I've injected some hot hide glue into the loose neck joint of this Gibson ES-125T, and am beginning to clamp it up:

The neck joint was so slightly loose that it seemed reasonable to simply inject some hide glue instead of steaming the neck out and going to the expense and work of refitting the joint. Chances are, this new glue will hold things quite well, and the hide glue won't interfere with future work on the joint, if it becomes necessary.

In order to get a little extra backward pull to make the joint draw back securely, I'll just loop some lightweight rope around the end pin, and tie it to a clamp on the peghead:

I have some padded cauls on the peghead to avoid damage to the finish, and so that I can crank the clamp really tight. With the rope tied to the top of the clamp, I can get some serious leverage when I tighten the rope.
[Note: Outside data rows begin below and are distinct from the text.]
use chrono::{Duration, Months, NaiveDateTime};
use serde::{Deserialize, Serialize};
use thiserror::Error;

use crate::models::OrderStatus;

use super::clock::Clock;
use super::pagination::Pagination;

pub const DEFAULT_PAGE_SIZE: i64 = 20;

// ---------------------------------------------------------------------------
// Request enums
// ---------------------------------------------------------------------------

/// Named order history window ending now, or an explicit interval.
#[derive(Debug, Clone, Copy, PartialEq, Eq, Hash, Serialize, Deserialize)]
pub enum DateRange {
    #[serde(rename = "LAST_WEEK")]
    LastWeek,
    #[serde(rename = "LAST_MONTH")]
    LastMonth,
    #[serde(rename = "LAST_3_MONTHS")]
    Last3Months,
    #[serde(rename = "LAST_6_MONTHS")]
    Last6Months,
    #[serde(rename = "CUSTOM")]
    Custom,
}

/// How far back a relative range reaches.
#[derive(Debug, Clone, Copy, PartialEq, Eq)]
enum RangeOffset {
    Days(i64),
    Months(u32),
}

impl DateRange {
    pub fn as_str(self) -> &'static str {
        match self {
            DateRange::LastWeek => "LAST_WEEK",
            DateRange::LastMonth => "LAST_MONTH",
            DateRange::Last3Months => "LAST_3_MONTHS",
            DateRange::Last6Months => "LAST_6_MONTHS",
            DateRange::Custom => "CUSTOM",
        }
    }

    /// `None` for CUSTOM.
    fn offset(self) -> Option<RangeOffset> {
        match self {
            DateRange::LastWeek => Some(RangeOffset::Days(7)),
            DateRange::LastMonth => Some(RangeOffset::Months(1)),
            DateRange::Last3Months => Some(RangeOffset::Months(3)),
            DateRange::Last6Months => Some(RangeOffset::Months(6)),
            DateRange::Custom => None,
        }
    }
}

impl RangeOffset {
    /// Month arithmetic clamps to the last day of the target month
    /// (2024-03-31 minus one month is 2024-02-29).
    fn subtract_from(self, to: NaiveDateTime) -> Option<NaiveDateTime> {
        match self {
            RangeOffset::Days(days) => to.checked_sub_signed(Duration::days(days)),
            RangeOffset::Months(months) => to.checked_sub_months(Months::new(months)),
        }
    }
}

#[derive(Debug, Clone, Copy, Default, PartialEq, Eq, Hash, Serialize, Deserialize)]
#[serde(rename_all = "SCREAMING_SNAKE_CASE")]
pub enum SortOption {
    #[default]
    Recent,
    OrderStatus,
    All,
}

// ---------------------------------------------------------------------------
// Ordering
// ---------------------------------------------------------------------------

#[derive(Debug, Clone, Copy, PartialEq, Eq, Serialize)]
pub enum SortField {
    OrderDate,
    Status,
}

impl SortField {
    pub fn column(self) -> &'static str {
        match self {
            SortField::OrderDate => "ordered_at",
            SortField::Status => "status",
        }
    }
}

#[derive(Debug, Clone, Copy, PartialEq, Eq, Serialize)]
pub enum SortDirection {
    Asc,
    Desc,
}

impl SortDirection {
    pub fn as_sql(self) -> &'static str {
        match self {
            SortDirection::Asc => "ASC",
            SortDirection::Desc => "DESC",
        }
    }
}

#[derive(Debug, Clone, Copy, PartialEq, Eq, Serialize)]
pub struct SortKey {
    pub field: SortField,
    pub direction: SortDirection,
}

const ORDER_DATE_DESC: SortKey = SortKey {
    field: SortField::OrderDate,
    direction: SortDirection::Desc,
};

const STATUS_ASC: SortKey = SortKey {
    field: SortField::Status,
    direction: SortDirection::Asc,
};

/// Row ordering selected by a request's `sortBy`.
#[derive(Debug, Clone, Copy, PartialEq, Eq, Serialize)]
pub enum OrderingKey {
    /// Newest orders first.
    Recent,
    /// Grouped by status, newest first within a status.
    StatusThenRecent,
    /// No ordering; the repository's natural order applies.
    Unordered,
}

impl OrderingKey {
    pub fn keys(self) -> &'static [SortKey] {
        match self {
            OrderingKey::Recent => &[ORDER_DATE_DESC],
            OrderingKey::StatusThenRecent => &[STATUS_ASC, ORDER_DATE_DESC],
            OrderingKey::Unordered => &[],
        }
    }
}

impl From<SortOption> for OrderingKey {
    fn from(option: SortOption) -> Self {
        match option {
            SortOption::Recent => OrderingKey::Recent,
            SortOption::OrderStatus => OrderingKey::StatusThenRecent,
            SortOption::All => OrderingKey::Unordered,
        }
    }
}

// ---------------------------------------------------------------------------
// Request / resolved query
// ---------------------------------------------------------------------------

/// Rejected request: the first rule violated, by request field name.
#[derive(Debug, Clone, PartialEq, Eq, Error)]
#[error("{message}")]
pub struct ValidationError {
    pub field: &'static str,
    pub message: &'static str,
}

impl ValidationError {
    pub fn new(field: &'static str, message: &'static str) -> Self {
        Self { field, message }
    }
}

fn default_page_size() -> i64 {
    DEFAULT_PAGE_SIZE
}

/// Order history query as received from a caller.
///
/// `start_date` / `end_date` are only read when `date_range` is CUSTOM.
#[derive(Debug, Clone, PartialEq, Eq, Serialize, Deserialize)]
#[serde(rename_all = "camelCase")]
pub struct OrderQueryRequest {
    pub date_range: DateRange,
    #[serde(default)]
    pub status: Option<OrderStatus>,
    #[serde(default)]
    pub sort_by: SortOption,
    #[serde(default)]
    pub page: i64,
    #[serde(default = "default_page_size")]
    pub size: i64,
    #[serde(default)]
    pub start_date: Option<NaiveDateTime>,
    #[serde(default)]
    pub end_date: Option<NaiveDateTime>,
}

impl OrderQueryRequest {
    /// Request for `date_range` with every other field at its default.
    pub fn new(date_range: DateRange) -> Self {
        Self {
            date_range,
            status: None,
            sort_by: SortOption::default(),
            page: 0,
            size: DEFAULT_PAGE_SIZE,
            start_date: None,
            end_date: None,
        }
    }

    pub fn validate(&self) -> Result<(), ValidationError> {
        if self.date_range == DateRange::Custom {
            self.custom_bounds()?;
        }
        Pagination::from_page(self.page, self.size)?;
        Ok(())
    }

    /// Explicit `[start, end)` of a CUSTOM request.
    fn custom_bounds(&self) -> Result<(NaiveDateTime, NaiveDateTime), ValidationError> {
        let (start, end) = match (self.start_date, self.end_date) {
            (Some(start), Some(end)) => (start, end),
            (None, _) => {
                return Err(ValidationError::new(
                    "startDate",
                    "Custom date range requires start and end dates",
                ))
            }
            (_, None) => {
                return Err(ValidationError::new(
                    "endDate",
                    "Custom date range requires start and end dates",
                ))
            }
        };

        if start >= end {
            return Err(ValidationError::new(
                "startDate",
                "Start date must be before end date",
            ));
        }

        Ok((start, end))
    }
}

/// Executable order history query: `from <= ordered_at < to`.
#[derive(Debug, Clone, PartialEq, Eq, Serialize)]
pub struct ResolvedOrderQuery {
    pub from: NaiveDateTime,
    pub to: NaiveDateTime,
    pub status: Option<OrderStatus>,
    pub ordering: OrderingKey,
    pub offset: i64,
    pub limit: i64,
}

/// Validate `request` and resolve it against `clock`.
///
/// Fails on the first violated rule, checked in this order: CUSTOM bounds
/// present, CUSTOM bounds ordered, page non-negative, size positive.
/// Reads the clock at most once.
pub fn resolve(
    request: &OrderQueryRequest,
    clock: &impl Clock,
) -> Result<ResolvedOrderQuery, ValidationError> {
    let (from, to) = match request.date_range.offset() {
        Some(offset) => relative_window(request, offset, clock)?,
        None => request.custom_bounds()?,
    };

    let pagination = Pagination::from_page(request.page, request.size)?;

    Ok(ResolvedOrderQuery {
        from,
        to,
        status: request.status,
        ordering: request.sort_by.into(),
        offset: pagination.offset,
        limit: pagination.limit,
    })
}

fn relative_window(
    request: &OrderQueryRequest,
    offset: RangeOffset,
    clock: &impl Clock,
) -> Result<(NaiveDateTime, NaiveDateTime), ValidationError> {
    if request.start_date.is_some() || request.end_date.is_some() {
        tracing::debug!(
            date_range = request.date_range.as_str(),
            "Explicit start/end dates ignored for relative date range"
        );
    }

    let to = clock.now();
    let from = offset
        .subtract_from(to)
        .ok_or_else(|| ValidationError::new("dateRange", "Date range start out of range"))?;

    Ok((from, to))
}

// ---------------------------------------------------------------------------
// Tests
// ---------------------------------------------------------------------------
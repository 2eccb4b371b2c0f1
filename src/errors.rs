use axum::http::StatusCode;
use axum::response::{IntoResponse, Response};
use axum::Json;
use serde::Serialize;

use crate::query::ValidationError;

#[derive(Debug, thiserror::Error)]
pub enum AppError {
    #[error(transparent)]
    Validation(#[from] ValidationError),

    #[error("Not found: {0}")]
    NotFound(String),

    #[error(transparent)]
    Internal(#[from] anyhow::Error),
}

#[derive(Serialize)]
struct ErrorBody {
    success: bool,
    error: String,
    #[serde(skip_serializing_if = "Option::is_none")]
    field: Option<&'static str>,
}

impl AppError {
    pub fn status(&self) -> StatusCode {
        match self {
            AppError::Validation(_) => StatusCode::BAD_REQUEST,
            AppError::NotFound(_) => StatusCode::NOT_FOUND,
            AppError::Internal(_) => StatusCode::INTERNAL_SERVER_ERROR,
        }
    }
}

impl IntoResponse for AppError {
    fn into_response(self) -> Response {
        let status = self.status();
        let (message, field) = match &self {
            AppError::Validation(e) => (e.message.to_string(), Some(e.field)),
            AppError::NotFound(msg) => (msg.clone(), None),
            AppError::Internal(e) => {
                tracing::error!("Internal error: {e:?}");
                ("Internal server error".into(), None)
            }
        };

        (
            status,
            Json(ErrorBody {
                success: false,
                error: message,
                field,
            }),
        )
            .into_response()
    }
}

impl From<sqlx::Error> for AppError {
    fn from(e: sqlx::Error) -> Self {
        AppError::Internal(e.into())
    }
}
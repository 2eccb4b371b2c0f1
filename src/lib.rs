pub mod config;
pub mod db;
pub mod errors;
pub mod metrics;
pub mod models;
pub mod query;
pub mod services;

pub use errors::AppError;
pub use query::{resolve, OrderQueryRequest, ResolvedOrderQuery, ValidationError};
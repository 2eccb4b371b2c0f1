use metrics::counter;

use crate::query::{DateRange, ValidationError};

pub fn record_resolved(date_range: DateRange) {
    counter!("order_queries_resolved_total", "date_range" => date_range.as_str()).increment(1);
}

pub fn record_rejected(error: &ValidationError) {
    counter!("order_queries_rejected_total", "field" => error.field).increment(1);
}

pub fn record_rows(count: usize) {
    counter!("order_history_rows_total").increment(count as u64);
}
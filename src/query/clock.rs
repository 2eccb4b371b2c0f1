use chrono::{NaiveDateTime, Utc};

/// Source of "now" for query resolution.
pub trait Clock: Send + Sync {
    fn now(&self) -> NaiveDateTime;
}

/// Wall clock, UTC.
#[derive(Debug, Clone, Copy, Default)]
pub struct SystemClock;

impl Clock for SystemClock {
    fn now(&self) -> NaiveDateTime {
        Utc::now().naive_utc()
    }
}

/// Clock frozen at a single instant.
#[derive(Debug, Clone, Copy)]
pub struct FixedClock(pub NaiveDateTime);

impl Clock for FixedClock {
    fn now(&self) -> NaiveDateTime {
        self.0
    }
}
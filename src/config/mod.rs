use std::env;

const DEFAULT_MAX_CONNECTIONS: u32 = 10;

#[derive(Debug, Clone)]
pub struct AppConfig {
    pub database_url: String,
    pub database_max_connections: u32,
}

impl AppConfig {
    /// Apply a `.env` file if present, then read the environment.
    pub fn load() -> anyhow::Result<Self> {
        dotenvy::dotenv().ok();
        Self::from_env()
    }

    pub fn from_env() -> anyhow::Result<Self> {
        Ok(Self {
            database_url: env::var("DATABASE_URL")
                .map_err(|_| anyhow::anyhow!("DATABASE_URL must be set"))?,
            database_max_connections: env::var("DATABASE_MAX_CONNECTIONS")
                .ok()
                .and_then(|v| v.parse().ok())
                .filter(|n| *n > 0)
                .unwrap_or(DEFAULT_MAX_CONNECTIONS),
        })
    }
}
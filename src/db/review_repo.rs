use chrono::NaiveDateTime;
use rust_decimal::Decimal;
use sqlx::PgPool;

use crate::errors::AppError;
use crate::models::{Review, ReviewWithMember, ReviewWithProduct};

/// Reviews of a product, newest first, with each author's email.
pub async fn get_product_reviews(
    pool: &PgPool,
    product_id: i64,
) -> anyhow::Result<Vec<ReviewWithMember>> {
    let reviews = sqlx::query_as::<_, ReviewWithMember>(
        r#"
        SELECT r.id, r.content, r.score, m.email, r.product_id,
               r.created_at, r.last_modified_by_user_at, r.order_product_id
        FROM reviews r
        JOIN members m ON m.id = r.member_id
        WHERE r.product_id = $1
        ORDER BY r.created_at DESC, r.id DESC
        "#,
    )
    .bind(product_id)
    .fetch_all(pool)
    .await?;

    Ok(reviews)
}

/// Reviews written by a member, newest first, with the reviewed product.
pub async fn get_member_reviews(
    pool: &PgPool,
    member_id: i64,
) -> anyhow::Result<Vec<ReviewWithProduct>> {
    let reviews = sqlx::query_as::<_, ReviewWithProduct>(
        r#"
        SELECT r.id, r.content, r.score, r.product_id,
               p.title AS product_title,
               p.author AS product_author,
               p.publisher AS product_publisher,
               p.cover_image AS product_cover_image,
               r.created_at, r.last_modified_by_user_at
        FROM reviews r
        JOIN products p ON p.id = r.product_id
        WHERE r.member_id = $1
        ORDER BY r.created_at DESC, r.id DESC
        "#,
    )
    .bind(member_id)
    .fetch_all(pool)
    .await?;

    Ok(reviews)
}

/// Add a review by `member_id` to `product_id`; returns the new review id.
/// Fails with `NotFound` when the product does not exist.
pub async fn add_review(
    pool: &PgPool,
    member_id: i64,
    product_id: i64,
    content: &str,
    score: Decimal,
    now: NaiveDateTime,
) -> Result<i64, AppError> {
    Review::validate_score(score)?;

    let row: Option<(i64,)> = sqlx::query_as(
        r#"
        INSERT INTO reviews (product_id, member_id, content, score, created_at, last_modified_by_user_at)
        SELECT p.id, $2, $3, $4, $5, $5
        FROM products p
        WHERE p.id = $1
        RETURNING id
        "#,
    )
    .bind(product_id)
    .bind(member_id)
    .bind(content)
    .bind(score)
    .bind(now)
    .fetch_optional(pool)
    .await?;

    let (review_id,) =
        row.ok_or_else(|| AppError::NotFound(format!("product {product_id} not found")))?;

    tracing::info!(review_id, product_id, member_id, "Review added");
    Ok(review_id)
}

/// Rewrite a member's own review. Reviews by other members are `NotFound`.
pub async fn update_review(
    pool: &PgPool,
    review_id: i64,
    member_id: i64,
    content: &str,
    score: Decimal,
    now: NaiveDateTime,
) -> Result<Review, AppError> {
    Review::validate_score(score)?;

    let review = sqlx::query_as::<_, Review>(
        r#"
        UPDATE reviews
        SET content = $3, score = $4, last_modified_by_user_at = $5
        WHERE id = $1 AND member_id = $2
        RETURNING *
        "#,
    )
    .bind(review_id)
    .bind(member_id)
    .bind(content)
    .bind(score)
    .bind(now)
    .fetch_optional(pool)
    .await?
    .ok_or_else(|| AppError::NotFound(format!("review {review_id} not found")))?;

    Ok(review)
}

/// Delete a member's own review. Reviews by other members are `NotFound`.
pub async fn delete_review(pool: &PgPool, review_id: i64, member_id: i64) -> Result<(), AppError> {
    let result = sqlx::query("DELETE FROM reviews WHERE id = $1 AND member_id = $2")
        .bind(review_id)
        .bind(member_id)
        .execute(pool)
        .await?;

    if result.rows_affected() == 0 {
        return Err(AppError::NotFound(format!("review {review_id} not found")));
    }

    tracing::info!(review_id, member_id, "Review deleted");
    Ok(())
}
use std::future::Future;

use sqlx::PgPool;

use crate::models::{OrderProduct, OrderRecord, OrderStatus};
use crate::query::{OrderingKey, ResolvedOrderQuery, SortField};

/// Order history reads, as consumed by the order history service.
pub trait OrderRepository {
    fn find_by_date_range_and_status(
        &self,
        query: &ResolvedOrderQuery,
    ) -> impl Future<Output = anyhow::Result<Vec<OrderRecord>>> + Send;
}

/// Postgres-backed [`OrderRepository`].
#[derive(Clone)]
pub struct PgOrderRepository {
    pool: PgPool,
}

impl PgOrderRepository {
    pub fn new(pool: PgPool) -> Self {
        Self { pool }
    }
}

impl OrderRepository for PgOrderRepository {
    async fn find_by_date_range_and_status(
        &self,
        query: &ResolvedOrderQuery,
    ) -> anyhow::Result<Vec<OrderRecord>> {
        find_orders(&self.pool, query).await
    }
}

const ORDER_HISTORY_SELECT: &str = r#"
    SELECT o.id, o.order_number, o.status, o.ordered_at, o.recipient,
           m.name AS member_name,
           COALESCE(SUM(op.price * op.quantity), 0) AS price,
           COALESCE(SUM(op.discounted_price * op.quantity), 0) AS discounted_price,
           COUNT(op.id) AS product_count,
           (ARRAY_AGG(p.title ORDER BY op.id))[1] AS first_product_title
    FROM orders o
    JOIN members m ON m.id = o.member_id
    LEFT JOIN order_product op ON op.order_id = o.id
    LEFT JOIN products p ON p.id = op.product_id
    WHERE o.ordered_at >= $1 AND o.ordered_at < $2
      AND ($3::TEXT IS NULL OR o.status = $3)
    GROUP BY o.id, m.name
"#;

/// Sort expression for `field`. Status sorts by its position in
/// [`OrderStatus::ALL`]; unknown stored values rank last.
fn sort_expr(field: SortField) -> String {
    match field {
        SortField::OrderDate => format!("o.{}", field.column()),
        SortField::Status => {
            let arms: Vec<String> = OrderStatus::ALL
                .iter()
                .enumerate()
                .map(|(rank, status)| format!("WHEN '{}' THEN {rank}", status.as_str()))
                .collect();
            format!("CASE LOWER(o.{}) {} END", field.column(), arms.join(" "))
        }
    }
}

/// `ORDER BY` for the history query; empty when no ordering is requested.
/// Ordered queries end on `o.id DESC` so equal keys page deterministically.
fn order_by_clause(ordering: OrderingKey) -> String {
    let keys = ordering.keys();
    if keys.is_empty() {
        return String::new();
    }

    let mut columns: Vec<String> = keys
        .iter()
        .map(|k| format!("{} {}", sort_expr(k.field), k.direction.as_sql()))
        .collect();
    columns.push("o.id DESC".to_string());

    format!("ORDER BY {}", columns.join(", "))
}

/// Orders placed in `[query.from, query.to)`, optionally filtered by status,
/// ordered and paged as resolved.
pub async fn find_orders(
    pool: &PgPool,
    query: &ResolvedOrderQuery,
) -> anyhow::Result<Vec<OrderRecord>> {
    let sql = format!(
        "{ORDER_HISTORY_SELECT} {} LIMIT $4 OFFSET $5",
        order_by_clause(query.ordering)
    );

    let orders = sqlx::query_as::<_, OrderRecord>(&sql)
        .bind(query.from)
        .bind(query.to)
        .bind(query.status.map(|s| s.as_str()))
        .bind(query.limit)
        .bind(query.offset)
        .fetch_all(pool)
        .await?;

    Ok(orders)
}

/// Product lines of a single order.
pub async fn get_order_products(pool: &PgPool, order_id: i64) -> anyhow::Result<Vec<OrderProduct>> {
    let lines = sqlx::query_as::<_, OrderProduct>(
        "SELECT * FROM order_product WHERE order_id = $1 ORDER BY id",
    )
    .bind(order_id)
    .fetch_all(pool)
    .await?;

    Ok(lines)
}
use crate::db::order_repo::OrderRepository;
use crate::errors::AppError;
use crate::metrics;
use crate::models::OrderSummary;
use crate::query::{resolve, Clock, OrderQueryRequest, SystemClock};

/// Order history listing: resolves a request, runs it against the
/// repository and renders the rows as summaries.
pub struct OrderHistoryService<R, C = SystemClock> {
    repo: R,
    clock: C,
}

impl<R: OrderRepository> OrderHistoryService<R> {
    pub fn with_system_clock(repo: R) -> Self {
        Self::new(repo, SystemClock)
    }
}

impl<R: OrderRepository, C: Clock> OrderHistoryService<R, C> {
    pub fn new(repo: R, clock: C) -> Self {
        Self { repo, clock }
    }

    pub async fn list_orders(
        &self,
        request: &OrderQueryRequest,
    ) -> Result<Vec<OrderSummary>, AppError> {
        let query = resolve(request, &self.clock).inspect_err(|e| {
            tracing::warn!(field = e.field, error = %e, "Order history query rejected");
            metrics::record_rejected(e);
        })?;
        metrics::record_resolved(request.date_range);

        tracing::debug!(
            date_range = request.date_range.as_str(),
            from = %query.from,
            to = %query.to,
            status = ?query.status,
            ordering = ?query.ordering,
            offset = query.offset,
            limit = query.limit,
            "Order history query resolved"
        );

        let records = self.repo.find_by_date_range_and_status(&query).await?;
        metrics::record_rows(records.len());

        Ok(records.into_iter().map(OrderSummary::from).collect())
    }
}
use chrono::NaiveDateTime;
use rust_decimal::Decimal;
use serde::{Deserialize, Serialize};
use sqlx::FromRow;

use super::OrderStatus;

const ORDER_DATE_FORMAT: &str = "%Y-%m-%dT%H:%M:%S";

/// One row of the order history query: an order joined with its member and
/// aggregated over its order_product lines.
#[derive(Debug, Clone, Serialize, Deserialize, FromRow)]
pub struct OrderRecord {
    pub id: i64,
    pub order_number: String,
    pub status: String,
    pub ordered_at: NaiveDateTime,
    pub recipient: String,
    pub member_name: String,
    pub price: Decimal,
    pub discounted_price: Decimal,
    pub product_count: i64,
    pub first_product_title: Option<String>,
}

impl OrderRecord {
    /// Short description of the order lines, e.g. "Rust in Action and 2 more".
    pub fn content(&self) -> String {
        match (&self.first_product_title, self.product_count) {
            (Some(title), 1) => title.clone(),
            (Some(title), n) if n > 1 => format!("{title} and {} more", n - 1),
            _ => String::new(),
        }
    }

    pub fn order_status(&self) -> Option<OrderStatus> {
        OrderStatus::from_db_str(&self.status)
    }
}

/// Order history list item returned to clients.
#[derive(Debug, Clone, PartialEq, Eq, Serialize, Deserialize)]
#[serde(rename_all = "camelCase")]
pub struct OrderSummary {
    pub id: String,
    pub order_number: String,
    pub content: String,
    pub order_date: String,
    pub status: String,
    #[serde(with = "rust_decimal::serde::float")]
    pub price: Decimal,
    #[serde(with = "rust_decimal::serde::float")]
    pub discounted_price: Decimal,
    pub member_name: String,
    pub recipient: String,
}

impl From<OrderRecord> for OrderSummary {
    fn from(record: OrderRecord) -> Self {
        let content = record.content();
        // Unknown statuses are passed through as stored.
        let status = record
            .order_status()
            .map(|s| s.to_string())
            .unwrap_or_else(|| record.status.clone());

        Self {
            id: record.id.to_string(),
            order_number: record.order_number,
            content,
            order_date: record.ordered_at.format(ORDER_DATE_FORMAT).to_string(),
            status,
            price: record.price,
            discounted_price: record.discounted_price,
            member_name: record.member_name,
            recipient: record.recipient,
        }
    }
}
In order to pull the neck back as hard as I like, all I have to do is jam a screwdriver through between the two ropes and twist round and round:

If I pull the screwdriver down a little, the neck will keep it from untwisting as leave the clamps on overnight.

I use this little twisted rope trick on all kinds of instruments when I need some extra pull. The best part is the speed. When I'm working with hot hide glue, seconds really count, and this procedure goes fast.